Reflecting on what happened and naming the learning, unlearning and relearning I got in the experience is worthwhile for me.

Here are 3 lessons I’m working on and claiming.

Perhaps they resonate with you as well.

Accidents happen

After a lovely snowshoe outing with my friend Lisa on January 2nd, I came home to a startling fall on my icy driveway. I suppose that any such fall is always unexpected, but the painful break of my wrist and surgery that followed also led to some silver-lining experiences I hadn’t anticipated.

It’s not like I wasn’t being careful. I even said out loud to myself as I got out of my car, “Now, Amy, be careful.” But I misjudged the pavement that had been under my parked car earlier and mistakenly assumed that is was dry asphalt. It wasn’t. So, when I took a big confident step onto that spot, I slipped and went down fast.

It’s too easy to try to rewind and play it out differently, blaming myself harshly for the mistake. But, forgiveness and self-compassion in this case is supported when I accept and surrender to the innocence in “accidents happen.” Yep, sometimes they just do.

We are resourceful

Now what do I do? First was wishing. “Oh, my hand hurts, but it will be ok.” Then I looked at my arm. Clearly, not ok.

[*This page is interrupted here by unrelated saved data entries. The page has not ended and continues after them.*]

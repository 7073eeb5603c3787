//! Background image loading.
//!
//! Decoding runs on a worker thread that owns a tokio runtime; the UI thread
//! sends commands and polls events once per frame. Every request carries a
//! generation number from [`LoadSession`], and the UI only accepts the
//! completion whose generation matches the most recent request — a slow
//! decode finishing after a newer request started is dropped on the floor,
//! never flickering the display back to a stale image.

use std::path::PathBuf;

use anyhow::Context;
use image::RgbaImage;
use tokio::runtime::Runtime;
use tokio::sync::mpsc;

#[derive(Debug, Clone)]
pub enum ImageSource {
    Path(PathBuf),
    Url(String),
}

impl ImageSource {
    pub fn describe(&self) -> String {
        match self {
            ImageSource::Path(p) => p.display().to_string(),
            ImageSource::Url(u) => u.clone(),
        }
    }
}

#[derive(Debug)]
enum LoadCommand {
    Load { generation: u64, source: ImageSource },
    Shutdown,
}

#[derive(Debug)]
pub enum LoadEvent {
    Loaded { generation: u64, image: RgbaImage },
    Failed { generation: u64, error: String },
}

/// Monotonic request generations. `begin` supersedes every outstanding
/// request; `accepts` is true only for the newest one.
#[derive(Debug, Default)]
pub struct LoadSession {
    current: u64,
}

impl LoadSession {
    pub fn new() -> Self {
        Self { current: 0 }
    }

    pub fn begin(&mut self) -> u64 {
        self.current += 1;
        self.current
    }

    pub fn accepts(&self, generation: u64) -> bool {
        generation != 0 && generation == self.current
    }
}

pub struct ImageLoader {
    command_tx: mpsc::UnboundedSender<LoadCommand>,
    event_rx: mpsc::UnboundedReceiver<LoadEvent>,
}

impl ImageLoader {
    /// Spawns the worker thread with its own tokio runtime.
    pub fn spawn() -> Self {
        let (command_tx, mut command_rx) = mpsc::unbounded_channel::<LoadCommand>();
        let (event_tx, event_rx) = mpsc::unbounded_channel::<LoadEvent>();

        std::thread::spawn(move || {
            let rt = match Runtime::new() {
                Ok(rt) => rt,
                Err(e) => {
                    let _ = event_tx.send(LoadEvent::Failed {
                        generation: 0,
                        error: format!("failed to create runtime: {e}"),
                    });
                    return;
                }
            };

            rt.block_on(async move {
                while let Some(cmd) = command_rx.recv().await {
                    match cmd {
                        LoadCommand::Load { generation, source } => {
                            tracing::debug!(generation, source = %source.describe(), "decoding image");
                            let event = match decode(source).await {
                                Ok(image) => LoadEvent::Loaded { generation, image },
                                Err(e) => LoadEvent::Failed {
                                    generation,
                                    error: format!("{e:#}"),
                                },
                            };
                            if event_tx.send(event).is_err() {
                                break;
                            }
                        }
                        LoadCommand::Shutdown => break,
                    }
                }
            });
        });

        Self {
            command_tx,
            event_rx,
        }
    }

    pub fn request(&self, generation: u64, source: ImageSource) {
        let _ = self.command_tx.send(LoadCommand::Load { generation, source });
    }

    /// Drains everything the worker produced since the last frame.
    pub fn poll_events(&mut self) -> Vec<LoadEvent> {
        let mut events = Vec::new();
        while let Ok(event) = self.event_rx.try_recv() {
            events.push(event);
        }
        events
    }
}

impl Drop for ImageLoader {
    fn drop(&mut self) {
        let _ = self.command_tx.send(LoadCommand::Shutdown);
    }
}

async fn decode(source: ImageSource) -> anyhow::Result<RgbaImage> {
    let dynamic = match source {
        ImageSource::Path(path) => {
            tokio::task::spawn_blocking(move || {
                image::open(&path).with_context(|| format!("cannot open {}", path.display()))
            })
            .await??
        }
        ImageSource::Url(url) => {
            let bytes = reqwest::get(&url)
                .await
                .with_context(|| format!("request to {url} failed"))?
                .error_for_status()
                .context("server returned an error status")?
                .bytes()
                .await
                .context("failed to read response body")?;
            image::load_from_memory(&bytes).context("response is not a decodable image")?
        }
    };
    Ok(dynamic.to_rgba8())
}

Who do I call? Having recently moved to a new part of the city, I tried to think of my trusted friends that lived the closest. No one was home, but I left a few messages asking for prayers. Ok, I’ll call a Lyft. Talking to myself out loud, calling on angel help, trying to override the increasing pain in my arm and all-alone feeling in my heart, I managed to update my credit card info on the app and ordered a ride. It came in less than three minutes!

Now, feeling quite proud of the way I kept my wits and reached out for help, I’m encouraged to keep practicing those skills. How can I put my resourcefulness in play during other-than-crisis moments?

We are supported

Turns out that the driver lives around the corner from me and had just pulled out to start an impromptu shift that afternoon. He was so kind, got me to the ER asap, and even came around to open my door.

The driver was just the first of many to show me kindness and care along the way. Hospital staff, friends, family and several more Lyft drivers made an airtight case against the lie that “I’m all alone.”

Yes, I had to reach inside and tap my inner resources to know, ask for and receive what I needed. But, I also needed to open my eyes to see that none of that ever happens in complete isolation.

The generosity of my friends to literally lend a hand has done the most to bust up the tangle of my limiting beliefs that keeps a lonely experience of life in place. When the evidence builds for the case that I am blessed with caring people in my life who are willing to sleep on my couch the night after my surgery, make soup, wash dishes, fold laundry, change sheets, open jars, and more… the roots of any “poor-me-nobody-cares” mythology don’t stand a chance.

I realize that, a bit like pulling weeds, pulling up those old patterns is a task that demands routine attention and a willingness to get at the deepest root. But some life experiences help us to loosen, dislodge, release and shake off the most noxious and clingy untruths.

I can’t honestly say that I’m grateful for falling on the ice, but I do feel gratitude for the many blessings and lessons that I received.

What liberating lessons has a life experience been offering you lately?